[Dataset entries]
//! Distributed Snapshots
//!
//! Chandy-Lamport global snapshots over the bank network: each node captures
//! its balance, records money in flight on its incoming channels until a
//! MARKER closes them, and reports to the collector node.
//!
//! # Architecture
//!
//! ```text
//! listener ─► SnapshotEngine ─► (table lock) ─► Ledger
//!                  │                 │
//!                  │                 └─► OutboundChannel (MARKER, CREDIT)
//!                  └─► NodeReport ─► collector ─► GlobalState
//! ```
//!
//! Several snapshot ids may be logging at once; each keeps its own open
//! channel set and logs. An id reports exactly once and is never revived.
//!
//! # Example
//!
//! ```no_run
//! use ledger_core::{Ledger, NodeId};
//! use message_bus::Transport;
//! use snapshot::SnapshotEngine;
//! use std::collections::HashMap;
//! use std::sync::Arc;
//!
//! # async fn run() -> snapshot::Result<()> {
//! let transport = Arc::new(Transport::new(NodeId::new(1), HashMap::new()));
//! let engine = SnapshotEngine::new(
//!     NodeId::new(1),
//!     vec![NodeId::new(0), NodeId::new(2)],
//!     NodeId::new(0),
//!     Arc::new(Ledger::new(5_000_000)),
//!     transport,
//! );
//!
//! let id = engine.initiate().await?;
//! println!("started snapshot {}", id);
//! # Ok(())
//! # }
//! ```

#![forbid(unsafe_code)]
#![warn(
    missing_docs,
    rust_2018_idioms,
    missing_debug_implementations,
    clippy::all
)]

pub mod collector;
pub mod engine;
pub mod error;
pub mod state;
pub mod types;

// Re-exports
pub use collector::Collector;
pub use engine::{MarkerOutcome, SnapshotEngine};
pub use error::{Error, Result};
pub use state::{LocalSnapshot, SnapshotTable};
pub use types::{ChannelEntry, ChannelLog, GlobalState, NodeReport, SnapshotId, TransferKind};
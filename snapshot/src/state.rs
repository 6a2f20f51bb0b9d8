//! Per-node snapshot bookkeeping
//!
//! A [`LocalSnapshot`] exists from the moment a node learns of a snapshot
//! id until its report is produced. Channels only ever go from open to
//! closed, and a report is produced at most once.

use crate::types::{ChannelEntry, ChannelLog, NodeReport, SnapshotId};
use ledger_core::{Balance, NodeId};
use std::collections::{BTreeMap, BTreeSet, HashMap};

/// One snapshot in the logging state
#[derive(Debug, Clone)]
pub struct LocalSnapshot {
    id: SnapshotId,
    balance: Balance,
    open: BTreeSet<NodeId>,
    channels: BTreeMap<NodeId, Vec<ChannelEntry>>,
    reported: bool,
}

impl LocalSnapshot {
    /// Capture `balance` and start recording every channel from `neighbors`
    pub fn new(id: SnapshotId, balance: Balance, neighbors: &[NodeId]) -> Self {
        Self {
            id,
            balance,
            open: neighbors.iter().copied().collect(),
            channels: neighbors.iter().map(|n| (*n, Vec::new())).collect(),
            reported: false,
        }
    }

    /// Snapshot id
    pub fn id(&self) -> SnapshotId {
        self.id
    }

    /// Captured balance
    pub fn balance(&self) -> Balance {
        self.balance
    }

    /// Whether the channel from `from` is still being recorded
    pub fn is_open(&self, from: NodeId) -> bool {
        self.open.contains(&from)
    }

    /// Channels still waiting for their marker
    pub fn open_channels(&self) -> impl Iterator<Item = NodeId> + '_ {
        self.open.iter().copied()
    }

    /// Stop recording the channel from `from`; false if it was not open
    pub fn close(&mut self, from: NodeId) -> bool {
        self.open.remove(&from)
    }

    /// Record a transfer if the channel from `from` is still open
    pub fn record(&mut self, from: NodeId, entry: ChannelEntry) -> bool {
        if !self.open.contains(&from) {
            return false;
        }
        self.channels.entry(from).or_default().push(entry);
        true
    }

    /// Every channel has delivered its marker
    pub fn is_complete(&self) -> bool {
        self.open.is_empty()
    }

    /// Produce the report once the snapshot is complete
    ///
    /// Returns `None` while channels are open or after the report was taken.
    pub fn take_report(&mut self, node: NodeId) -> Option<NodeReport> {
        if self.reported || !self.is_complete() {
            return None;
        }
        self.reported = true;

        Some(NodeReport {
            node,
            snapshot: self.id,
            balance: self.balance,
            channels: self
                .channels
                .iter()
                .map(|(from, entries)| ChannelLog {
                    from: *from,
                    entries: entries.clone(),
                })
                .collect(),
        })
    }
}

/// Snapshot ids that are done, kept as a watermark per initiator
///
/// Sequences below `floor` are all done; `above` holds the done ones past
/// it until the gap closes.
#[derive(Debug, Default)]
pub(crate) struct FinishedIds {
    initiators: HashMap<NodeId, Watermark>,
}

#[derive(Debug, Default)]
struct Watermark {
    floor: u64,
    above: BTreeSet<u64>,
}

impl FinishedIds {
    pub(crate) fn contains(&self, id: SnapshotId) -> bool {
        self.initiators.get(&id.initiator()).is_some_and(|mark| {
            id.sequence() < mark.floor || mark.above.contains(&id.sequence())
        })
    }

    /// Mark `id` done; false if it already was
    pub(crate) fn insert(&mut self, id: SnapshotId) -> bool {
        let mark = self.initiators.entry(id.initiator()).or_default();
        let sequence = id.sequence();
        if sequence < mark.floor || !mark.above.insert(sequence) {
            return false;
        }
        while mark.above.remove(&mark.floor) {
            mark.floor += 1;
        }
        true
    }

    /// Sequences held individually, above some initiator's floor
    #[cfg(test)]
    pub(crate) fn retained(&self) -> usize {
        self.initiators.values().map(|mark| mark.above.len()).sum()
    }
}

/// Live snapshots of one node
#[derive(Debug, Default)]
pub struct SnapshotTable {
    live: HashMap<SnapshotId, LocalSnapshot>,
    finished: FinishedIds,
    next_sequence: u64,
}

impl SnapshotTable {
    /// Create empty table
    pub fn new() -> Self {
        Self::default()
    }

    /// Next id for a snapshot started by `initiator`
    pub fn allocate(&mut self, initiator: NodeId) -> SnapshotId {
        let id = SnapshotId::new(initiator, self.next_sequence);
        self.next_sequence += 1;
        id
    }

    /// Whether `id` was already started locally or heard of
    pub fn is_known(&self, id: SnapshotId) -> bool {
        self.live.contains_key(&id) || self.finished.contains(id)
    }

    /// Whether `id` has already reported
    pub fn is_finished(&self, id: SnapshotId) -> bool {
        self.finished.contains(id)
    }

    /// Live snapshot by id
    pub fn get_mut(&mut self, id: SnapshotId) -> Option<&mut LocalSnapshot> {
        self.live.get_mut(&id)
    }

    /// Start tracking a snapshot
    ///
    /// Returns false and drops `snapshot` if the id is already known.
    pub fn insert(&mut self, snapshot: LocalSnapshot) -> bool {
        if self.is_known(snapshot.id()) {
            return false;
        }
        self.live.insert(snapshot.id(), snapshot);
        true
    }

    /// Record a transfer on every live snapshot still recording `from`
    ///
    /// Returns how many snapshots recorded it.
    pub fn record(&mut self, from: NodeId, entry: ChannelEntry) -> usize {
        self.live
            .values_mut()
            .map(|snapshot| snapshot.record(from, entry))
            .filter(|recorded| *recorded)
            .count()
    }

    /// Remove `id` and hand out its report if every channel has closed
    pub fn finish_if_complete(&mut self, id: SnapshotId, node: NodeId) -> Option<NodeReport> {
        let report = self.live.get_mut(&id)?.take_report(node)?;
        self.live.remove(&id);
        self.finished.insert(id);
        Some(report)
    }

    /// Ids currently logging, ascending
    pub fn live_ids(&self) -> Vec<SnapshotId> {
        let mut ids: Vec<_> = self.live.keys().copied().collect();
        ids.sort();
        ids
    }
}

*Work task*
Nothing but the lines with "once" should be returned, copied from the entries above.

*Written solution*
//! Several snapshot ids may be logging at once; each keeps its own open
//! channel set and logs. An id reports exactly once and is never revived.
//! closed, and a report is produced at most once.
    /// Produce the report once the snapshot is complete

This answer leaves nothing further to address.